◆ **WHAT NEEDS TO BE DONE**
Scan the entries for lines with the word "ConfidentialWorkloadOptions" and copy those lines.

___ PROVIDED RECORDS ___

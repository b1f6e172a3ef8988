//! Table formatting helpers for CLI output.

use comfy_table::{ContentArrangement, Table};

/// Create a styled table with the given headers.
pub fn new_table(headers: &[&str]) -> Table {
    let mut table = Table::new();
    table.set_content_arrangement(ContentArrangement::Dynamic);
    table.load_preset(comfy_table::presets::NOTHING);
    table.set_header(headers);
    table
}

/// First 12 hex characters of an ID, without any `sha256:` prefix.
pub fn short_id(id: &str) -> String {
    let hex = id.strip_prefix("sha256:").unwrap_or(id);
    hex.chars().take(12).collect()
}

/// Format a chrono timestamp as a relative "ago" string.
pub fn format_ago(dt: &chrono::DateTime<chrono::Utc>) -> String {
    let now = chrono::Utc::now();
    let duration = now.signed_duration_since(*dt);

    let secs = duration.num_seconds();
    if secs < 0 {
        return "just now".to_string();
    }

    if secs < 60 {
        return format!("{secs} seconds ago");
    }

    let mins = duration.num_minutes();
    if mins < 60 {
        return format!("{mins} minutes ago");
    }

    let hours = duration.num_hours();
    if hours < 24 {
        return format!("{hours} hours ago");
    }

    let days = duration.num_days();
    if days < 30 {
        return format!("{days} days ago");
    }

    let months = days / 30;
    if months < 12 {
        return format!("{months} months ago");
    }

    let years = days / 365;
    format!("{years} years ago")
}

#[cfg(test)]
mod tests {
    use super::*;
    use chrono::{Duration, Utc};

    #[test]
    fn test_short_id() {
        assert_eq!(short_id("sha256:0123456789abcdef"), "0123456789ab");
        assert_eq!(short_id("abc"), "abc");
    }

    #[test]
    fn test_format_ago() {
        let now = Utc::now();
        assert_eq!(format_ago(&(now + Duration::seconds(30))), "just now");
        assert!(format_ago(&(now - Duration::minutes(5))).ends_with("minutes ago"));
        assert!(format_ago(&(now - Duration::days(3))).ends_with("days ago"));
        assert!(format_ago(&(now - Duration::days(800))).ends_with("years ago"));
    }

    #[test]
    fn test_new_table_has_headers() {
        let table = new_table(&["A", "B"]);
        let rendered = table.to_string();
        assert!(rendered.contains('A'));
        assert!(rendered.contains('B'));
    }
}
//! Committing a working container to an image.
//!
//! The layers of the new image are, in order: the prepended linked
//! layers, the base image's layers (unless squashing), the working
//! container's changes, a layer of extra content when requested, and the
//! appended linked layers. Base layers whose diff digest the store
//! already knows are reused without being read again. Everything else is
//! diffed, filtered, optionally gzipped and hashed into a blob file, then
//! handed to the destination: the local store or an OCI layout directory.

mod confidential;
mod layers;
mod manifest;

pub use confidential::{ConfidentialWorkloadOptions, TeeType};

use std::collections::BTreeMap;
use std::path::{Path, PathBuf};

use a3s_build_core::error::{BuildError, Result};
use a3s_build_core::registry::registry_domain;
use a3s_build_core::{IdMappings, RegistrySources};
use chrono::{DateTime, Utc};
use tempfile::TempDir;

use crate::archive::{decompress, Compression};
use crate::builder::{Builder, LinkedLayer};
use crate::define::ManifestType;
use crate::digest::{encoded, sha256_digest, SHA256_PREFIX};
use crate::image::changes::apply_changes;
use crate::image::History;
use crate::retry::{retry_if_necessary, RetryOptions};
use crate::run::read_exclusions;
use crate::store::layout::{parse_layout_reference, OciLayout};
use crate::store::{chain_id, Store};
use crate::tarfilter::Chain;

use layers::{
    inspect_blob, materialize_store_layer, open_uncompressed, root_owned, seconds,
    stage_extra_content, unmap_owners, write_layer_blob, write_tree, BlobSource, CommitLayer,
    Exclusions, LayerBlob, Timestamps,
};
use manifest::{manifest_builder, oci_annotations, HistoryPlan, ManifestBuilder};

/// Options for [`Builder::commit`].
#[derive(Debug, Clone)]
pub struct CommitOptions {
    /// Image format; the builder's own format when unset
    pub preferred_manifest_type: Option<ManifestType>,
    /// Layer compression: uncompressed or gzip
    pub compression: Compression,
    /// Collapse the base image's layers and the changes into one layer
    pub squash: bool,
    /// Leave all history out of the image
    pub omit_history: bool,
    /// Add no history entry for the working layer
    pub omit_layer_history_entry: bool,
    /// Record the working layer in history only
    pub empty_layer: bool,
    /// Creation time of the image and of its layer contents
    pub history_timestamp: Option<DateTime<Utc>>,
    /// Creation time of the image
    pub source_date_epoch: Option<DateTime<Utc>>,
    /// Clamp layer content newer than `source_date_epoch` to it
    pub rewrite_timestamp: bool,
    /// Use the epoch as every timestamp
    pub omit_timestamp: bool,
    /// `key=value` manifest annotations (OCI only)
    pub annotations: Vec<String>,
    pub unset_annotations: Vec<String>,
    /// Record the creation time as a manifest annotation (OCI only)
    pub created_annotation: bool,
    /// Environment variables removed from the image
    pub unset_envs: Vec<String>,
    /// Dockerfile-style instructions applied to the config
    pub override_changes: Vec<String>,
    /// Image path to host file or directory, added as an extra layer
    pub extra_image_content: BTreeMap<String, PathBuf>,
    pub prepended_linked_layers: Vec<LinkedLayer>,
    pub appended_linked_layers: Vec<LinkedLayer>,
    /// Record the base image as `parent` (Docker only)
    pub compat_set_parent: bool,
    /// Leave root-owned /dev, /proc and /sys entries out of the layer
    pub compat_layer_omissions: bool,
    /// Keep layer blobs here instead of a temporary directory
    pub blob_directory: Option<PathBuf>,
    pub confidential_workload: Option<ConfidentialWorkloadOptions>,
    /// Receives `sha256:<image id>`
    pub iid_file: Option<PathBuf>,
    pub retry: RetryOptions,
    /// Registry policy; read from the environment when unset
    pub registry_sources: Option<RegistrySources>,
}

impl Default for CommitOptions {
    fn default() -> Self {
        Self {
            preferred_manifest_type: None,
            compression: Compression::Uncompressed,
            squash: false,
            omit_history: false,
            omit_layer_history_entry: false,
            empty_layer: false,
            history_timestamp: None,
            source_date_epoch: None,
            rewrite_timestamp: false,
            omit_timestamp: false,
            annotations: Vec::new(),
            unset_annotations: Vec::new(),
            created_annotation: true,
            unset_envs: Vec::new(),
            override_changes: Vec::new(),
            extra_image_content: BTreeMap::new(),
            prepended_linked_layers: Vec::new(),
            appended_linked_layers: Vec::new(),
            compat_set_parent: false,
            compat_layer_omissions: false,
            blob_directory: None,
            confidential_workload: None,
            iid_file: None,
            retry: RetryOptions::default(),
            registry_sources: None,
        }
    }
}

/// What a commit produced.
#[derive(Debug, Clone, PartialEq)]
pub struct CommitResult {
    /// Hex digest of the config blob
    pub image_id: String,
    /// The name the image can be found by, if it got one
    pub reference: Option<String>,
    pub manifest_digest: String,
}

___

◆ **SOLUTION TO THE PROBLEM**
pub use confidential::{ConfidentialWorkloadOptions, TeeType};
    pub confidential_workload: Option<ConfidentialWorkloadOptions>,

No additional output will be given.